First, don’t loan. Give. Invariably financial professionals will tell you to think of money shared as a gift, something you don’t plan to get back, just as you don’t expect your ten-year-old to reimburse you for summer camp fees when he’s grown. “I did this myself,” says Garrett,who was named one of the 25 most influential people in the field by Investment Advisor magazine and is a frequent speaker on personal finance. “One of my very best friends in life was in a bind, and I could see there was no way she was going to be able to repay me in the foreseeable future. She said she wanted the money as a loan, but I said, no, it had to be a gift.” Garrett understood that more than bitterness could get in the way. “I knew if my friend couldn’t follow through on a loan, she’d be embarrassed and stay away from me.”

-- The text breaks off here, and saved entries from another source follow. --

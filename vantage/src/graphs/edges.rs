//! Edge types and routing predicates for conditional graph flow.
//!
//! This module contains the types and predicates used for dynamic routing
//! in workflow graphs, including conditional edges that can route based
//! on runtime state evaluation.

use crate::types::NodeKind;
use std::sync::Arc;

/// Predicate function for conditional edge routing.
///
/// Takes a [`StateSnapshot`] and returns target node names to determine
/// which nodes should be executed next. Predicates are used with
/// [`GraphBuilder::add_conditional_edge`] to create dynamic routing based
/// on the current state.
///
/// # Examples
///
/// ```
/// use vantage::graph::EdgePredicate;
/// use std::sync::Arc;
///
/// // Route based on field-confidence count
/// let route_by_fields: EdgePredicate = Arc::new(|snapshot| {
///     if snapshot.fields.len() > 5 {
///         vec!["many_fields".to_string()]
///     } else {
///         vec!["few_fields".to_string()]
///     }
/// });
///
/// // Route based on extra data - fan out to multiple nodes
/// let route_by_error: EdgePredicate = Arc::new(|snapshot| {
///     if snapshot.extra.get("error").is_some() {
///         vec!["error_handler".to_string(), "logger".to_string()]
///     } else {
///         vec!["normal_flow".to_string()]
///     }
/// });
/// ```
pub type EdgePredicate =
    Arc<dyn Fn(crate::state::StateSnapshot) -> Vec<String> + Send + Sync + 'static>;

/// A conditional edge that routes based on a predicate function.
///
/// Conditional edges allow dynamic routing in workflows based on the current
/// state. When the scheduler encounters a conditional edge, it evaluates the
/// predicate function and routes to the returned target nodes.
///
/// # Examples
///
/// ```
/// use vantage::graph::{ConditionalEdge, EdgePredicate};
/// use vantage::types::NodeKind;
/// use std::sync::Arc;
///
/// let predicate: EdgePredicate = Arc::new(|snapshot| {
///     if snapshot.fields.len() > 5 {
///         vec!["many_fields".to_string()]
///     } else {
///         vec!["few_fields".to_string()]
///     }
/// });
/// let edge = ConditionalEdge {
///     from: NodeKind::Start,
///     predicate,
/// };
/// ```
#[derive(Clone)]
pub struct ConditionalEdge {
    /// The source node for this conditional edge.
    pub from: NodeKind,
    /// The predicate function that determines target node.
    pub predicate: EdgePredicate,
}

Second, make sure you can truly afford it. “If you have to borrow to give,” says Garrett plainly, “don’t.”
Third, inform your spouse from the get-go, and if you’re giving money to a child, find a way to treat his or her siblings equally. Resentment springs forth gladly from all sorts of sources: Who knew that Suzie, with her nice house and high-powered job, would feel injured when Dad helped her brother?

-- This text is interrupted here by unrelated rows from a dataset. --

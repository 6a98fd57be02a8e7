//! Graph iteration utilities and algorithms.
//!
//! This module provides idiomatic iterators and common graph algorithms
//! for inspecting and analyzing workflow graphs. Inspired by petgraph's
//! visit module patterns.
//!
//! # Iterators
//!
//! - [`NodesIter`]: Iterate over all nodes in the graph
//! - [`EdgesIter`]: Iterate over all edges as (source, target) pairs
//!
//! # Algorithms
//!
//! - [`topological_sort`](crate::graphs::GraphBuilder::topological_sort): Deterministic node ordering
//!
//! # Examples
//!
//! ```
//! use vantage::graphs::GraphBuilder;
//! use vantage::types::NodeKind;
//!
//! # struct MyNode;
//! # #[async_trait::async_trait]
//! # impl vantage::node::Node for MyNode {
//! #     async fn run(&self, _: vantage::state::StateSnapshot, _: vantage::node::NodeContext) -> Result<vantage::node::NodePartial, vantage::node::NodeError> {
//! #         Ok(vantage::node::NodePartial::default())
//! #     }
//! # }
//!
//! let builder = GraphBuilder::new()
//!     .add_node(NodeKind::Custom("A".into()), MyNode)
//!     .add_node(NodeKind::Custom("B".into()), MyNode)
//!     .add_edge(NodeKind::Start, NodeKind::Custom("A".into()))
//!     .add_edge(NodeKind::Custom("A".into()), NodeKind::Custom("B".into()))
//!     .add_edge(NodeKind::Custom("B".into()), NodeKind::End);
//!
//! // Iterate over nodes
//! for node_kind in builder.nodes() {
//!     println!("Node: {:?}", node_kind);
//! }
//!
//! // Iterate over edges
//! for (from, to) in builder.edges() {
//!     println!("Edge: {:?} -> {:?}", from, to);
//! }
//!
//! // Get deterministic topological ordering
//! let sorted = builder.topological_sort();
//! println!("Topological order: {:?}", sorted);
//! ```

use crate::types::NodeKind;
use rustc_hash::{FxHashMap, FxHashSet};
use std::collections::VecDeque;

/// Iterator over node kinds in a graph.
///
/// Yields each registered custom node kind. Does not include virtual
/// `Start` or `End` nodes as they are not stored in the node registry.
///
/// # Examples
///
/// ```
/// use vantage::graphs::GraphBuilder;
/// use vantage::types::NodeKind;
///
/// # struct MyNode;
/// # #[async_trait::async_trait]
/// # impl vantage::node::Node for MyNode {
/// #     async fn run(&self, _: vantage::state::StateSnapshot, _: vantage::node::NodeContext) -> Result<vantage::node::NodePartial, vantage::node::NodeError> {
/// #         Ok(vantage::node::NodePartial::default())
/// #     }
/// # }
///
/// let builder = GraphBuilder::new()
/// .add_node(NodeKind::Custom("A".into()), MyNode)
///     .add_node(NodeKind::Custom("B".into()), MyNode)
///     .add_edge(NodeKind::Start, NodeKind::Custom("A".into()))
///     .add_edge(NodeKind::Custom("A".into()), NodeKind::Custom("B".into()))
///     .add_edge(NodeKind::Custom("B".into()), NodeKind::End);
///
/// let nodes: Vec<_> = builder.nodes().collect();
/// assert_eq!(nodes.len(), 2);
/// ```
pub struct NodesIter<'a> {
    inner: std::collections::hash_map::Keys<'a, NodeKind, std::sync::Arc<dyn crate::node::Node>>,
}

impl<'a> NodesIter<'a> {
    pub(super) fn new(
        inner: std::collections::hash_map::Keys<'a, NodeKind, std::sync::Arc<dyn crate::node::Node>>,
    ) -> Self {
        Self { inner }
    }
}

impl<'a> Iterator for NodesIter<'a> {
    type Item = &'a NodeKind;

    fn next(&mut self) -> Option<Self::Item> {
        self.inner.next()
    }

    fn size_hint(&self) -> (usize, Option<usize>) {
        self.inner.size_hint()
    }
}

impl<'a> ExactSizeIterator for NodesIter<'a> {}

/// Iterator over edges in a graph as (source, target) pairs.
///
/// Yields each edge in the graph, including edges from/to virtual
/// `Start` and `End` nodes. The iteration order is not guaranteed
/// to be deterministic due to hash map iteration.
///
/// # Examples
///
/// ```
/// use vantage::graphs::GraphBuilder;
/// use vantage::types::NodeKind;
///
/// # struct MyNode;
/// # #[async_trait::async_trait]
/// # impl vantage::node::Node for MyNode {
/// #     async fn run(&self, _: vantage::state::StateSnapshot, _: vantage::node::NodeContext) -> Result<vantage::node::NodePartial, vantage::node::NodeError> {
/// #         Ok(vantage::node::NodePartial::default())
/// #     }
/// # }
///
/// let builder = GraphBuilder::new()
///     .add_node(NodeKind::Custom("A".into()), MyNode)
///     .add_edge(NodeKind::Start, NodeKind::Custom("A".into()))
///     .add_edge(NodeKind::Custom("A".into()), NodeKind::End);
///
/// let edges: Vec<_> = builder.edges().collect();
/// assert_eq!(edges.len(), 2);
/// ```
pub struct EdgesIter<'a> {
    outer: std::collections::hash_map::Iter<'a, NodeKind, Vec<NodeKind>>,
    current_from: Option<&'a NodeKind>,
    current_targets: std::slice::Iter<'a, NodeKind>,
}

impl<'a> EdgesIter<'a> {
    pub(super) fn new(edges: &'a FxHashMap<NodeKind, Vec<NodeKind>>) -> Self {
        let mut outer = edges.iter();
        let (current_from, current_targets) = match outer.next() {
            Some((from, targets)) => (Some(from), targets.iter()),
            None => (None, [].iter()),
        };
        Self {
            outer,
            current_from,
            current_targets,
        }
    }
}

impl<'a> Iterator for EdgesIter<'a> {
    type Item = (&'a NodeKind, &'a NodeKind);

    fn next(&mut self) -> Option<Self::Item> {
        loop {
            if let Some(to) = self.current_targets.next() {
                return Some((self.current_from.unwrap(), to));
            }
            match self.outer.next() {
                Some((from, targets)) => {
                    self.current_from = Some(from);
                    self.current_targets = targets.iter();
                }
                None => return None,
            }
        }
    }
}

/// Performs Kahn's algorithm for topological sorting.
///
/// Returns nodes in topological order (dependencies before dependents).
/// Virtual `Start` node is always first, `End` is always last.
/// Ties are broken lexicographically for deterministic ordering.
///
/// # Panics
///
/// This function assumes the graph is acyclic. If called on a graph with
/// cycles, it will return a partial ordering that excludes cycle members.
/// Use [`GraphBuilder::compile`] to validate acyclicity before calling.
pub(super) fn topological_sort(
    edges: &FxHashMap<NodeKind, Vec<NodeKind>>,
) -> Vec<NodeKind> {
    // Build in-degree map and collect all nodes
    let mut in_degree: FxHashMap<NodeKind, usize> = FxHashMap::default();
    let mut all_nodes: FxHashSet<NodeKind> = FxHashSet::default();

    // Collect all nodes from edges
    for (from, tos) in edges {
        all_nodes.insert(from.clone());
        in_degree.entry(from.clone()).or_insert(0);
        for to in tos {
            all_nodes.insert(to.clone());
            *in_degree.entry(to.clone()).or_insert(0) += 1;
        }
    }

    // Initialize queue with nodes that have in-degree 0
    // Use a Vec and sort for deterministic ordering
    let mut queue: VecDeque<NodeKind> = VecDeque::new();
    let mut zero_in_degree: Vec<_> = in_degree
        .iter()
        .filter(|entry| *entry.1 == 0)
        .map(|(node, _)| node.clone())
        .collect();
    
    // Sort for deterministic ordering - Start always first
    zero_in_degree.sort_by(|a, b| {
        match (a, b) {
            (NodeKind::Start, _) => std::cmp::Ordering::Less,
            (_, NodeKind::Start) => std::cmp::Ordering::Greater,
            (NodeKind::End, _) => std::cmp::Ordering::Greater,
            (_, NodeKind::End) => std::cmp::Ordering::Less,
            (NodeKind::Custom(a_name), NodeKind::Custom(b_name)) => a_name.cmp(b_name),
        }
    });
    
    queue.extend(zero_in_degree);

    let mut result: Vec<NodeKind> = Vec::with_capacity(all_nodes.len());

    while let Some(node) = queue.pop_front() {
        result.push(node.clone());

        if let Some(neighbors) = edges.get(&node) {
            // Collect neighbors that become zero in-degree after removing this node
            let mut new_zero: Vec<NodeKind> = Vec::new();
            for neighbor in neighbors {
                if let Some(deg) = in_degree.get_mut(neighbor) {
                    *deg = deg.saturating_sub(1);
                    if *deg == 0 {
                        new_zero.push(neighbor.clone());
                    }
                }
            }
            // Sort new zero-degree nodes for determinism
            new_zero.sort_by(|a, b| {
                match (a, b) {
                    (NodeKind::Start, _) => std::cmp::Ordering::Less,
                    (_, NodeKind::Start) => std::cmp::Ordering::Greater,
                    (NodeKind::End, _) => std::cmp::Ordering::Greater,
                    (_, NodeKind::End) => std::cmp::Ordering::Less,
                    (NodeKind::Custom(a_name), NodeKind::Custom(b_name)) => a_name.cmp(b_name),
                }
            });
            queue.extend(new_zero);
        }
    }

    result
}

#[cfg(test)]
mod tests {
    use super::*;

    #[test]
    fn test_topological_sort_linear() {
        let mut edges: FxHashMap<NodeKind, Vec<NodeKind>> = FxHashMap::default();
        edges.insert(
            NodeKind::Start,
            vec![NodeKind::Custom("A".into())],
        );
        edges.insert(
            NodeKind::Custom("A".into()),
            vec![NodeKind::Custom("B".into())],
        );
        edges.insert(
            NodeKind::Custom("B".into()),
            vec![NodeKind::End],
        );

        let sorted = topological_sort(&edges);
        
        // Start should be first, End should be last
        assert_eq!(sorted[0], NodeKind::Start);
        assert_eq!(sorted[sorted.len() - 1], NodeKind::End);
        
        // A should come before B
        let a_pos = sorted.iter().position(|n| n == &NodeKind::Custom("A".into())).unwrap();
        let b_pos = sorted.iter().position(|n| n == &NodeKind::Custom("B".into())).unwrap();
        assert!(a_pos < b_pos);
    }

    #[test]
    fn test_topological_sort_diamond() {
        // Start -> A, B -> C -> End (diamond pattern)
        let mut edges: FxHashMap<NodeKind, Vec<NodeKind>> = FxHashMap::default();
        edges.insert(
            NodeKind::Start,
            vec![NodeKind::Custom("A".into()), NodeKind::Custom("B".into())],
        );
        edges.insert(
            NodeKind::Custom("A".into()),
            vec![NodeKind::Custom("C".into())],
        );
        edges.insert(
            NodeKind::Custom("B".into()),
            vec![NodeKind::Custom("C".into())],
        );
        edges.insert(
            NodeKind::Custom("C".into()),
            vec![NodeKind::End],
        );

        let sorted = topological_sort(&edges);
        
        assert_eq!(sorted[0], NodeKind::Start);
        assert_eq!(sorted[sorted.len() - 1], NodeKind::End);
        
        // A and B should both come before C
        let a_pos = sorted.iter().position(|n| n == &NodeKind::Custom("A".into())).unwrap();
        let b_pos = sorted.iter().position(|n| n == &NodeKind::Custom("B".into())).unwrap();
        let c_pos = sorted.iter().position(|n| n == &NodeKind::Custom("C".into())).unwrap();
        assert!(a_pos < c_pos);
        assert!(b_pos < c_pos);
        
        // A should come before B due to lexicographic ordering
        assert!(a_pos < b_pos);
    }

    #[test]
    fn test_topological_sort_deterministic() {
        // Multiple runs should produce the same order
        let mut edges: FxHashMap<NodeKind, Vec<NodeKind>> = FxHashMap::default();
        edges.insert(
            NodeKind::Start,
            vec![NodeKind::Custom("X".into()), NodeKind::Custom("Y".into()), NodeKind::Custom("Z".into())],
        );
        edges.insert(NodeKind::Custom("X".into()), vec![NodeKind::End]);
        edges.insert(NodeKind::Custom("Y".into()), vec![NodeKind::End]);
        edges.insert(NodeKind::Custom("Z".into()), vec![NodeKind::End]);

        let sorted1 = topological_sort(&edges);
        let sorted2 = topological_sort(&edges);
        
        assert_eq!(sorted1, sorted2);
    }
}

Fourth, if you can’t make the handout a gift and insist on seeing it as a loan, put the thing in writing. All the professional guides will tell you that this is the most important tenet of lending to friends and family. As Blair E. says emphatically, four years after he stuck his neck out for his farmer friend, “Just document it.” No matter how crass or untrusting it might seem, the experts want you to formalize an agreement. “You can lie and say, ‘I need it for tax purposes,’” says Blair, wishing he’d done so. “You’re not asking too much to ask for a piece of paper.”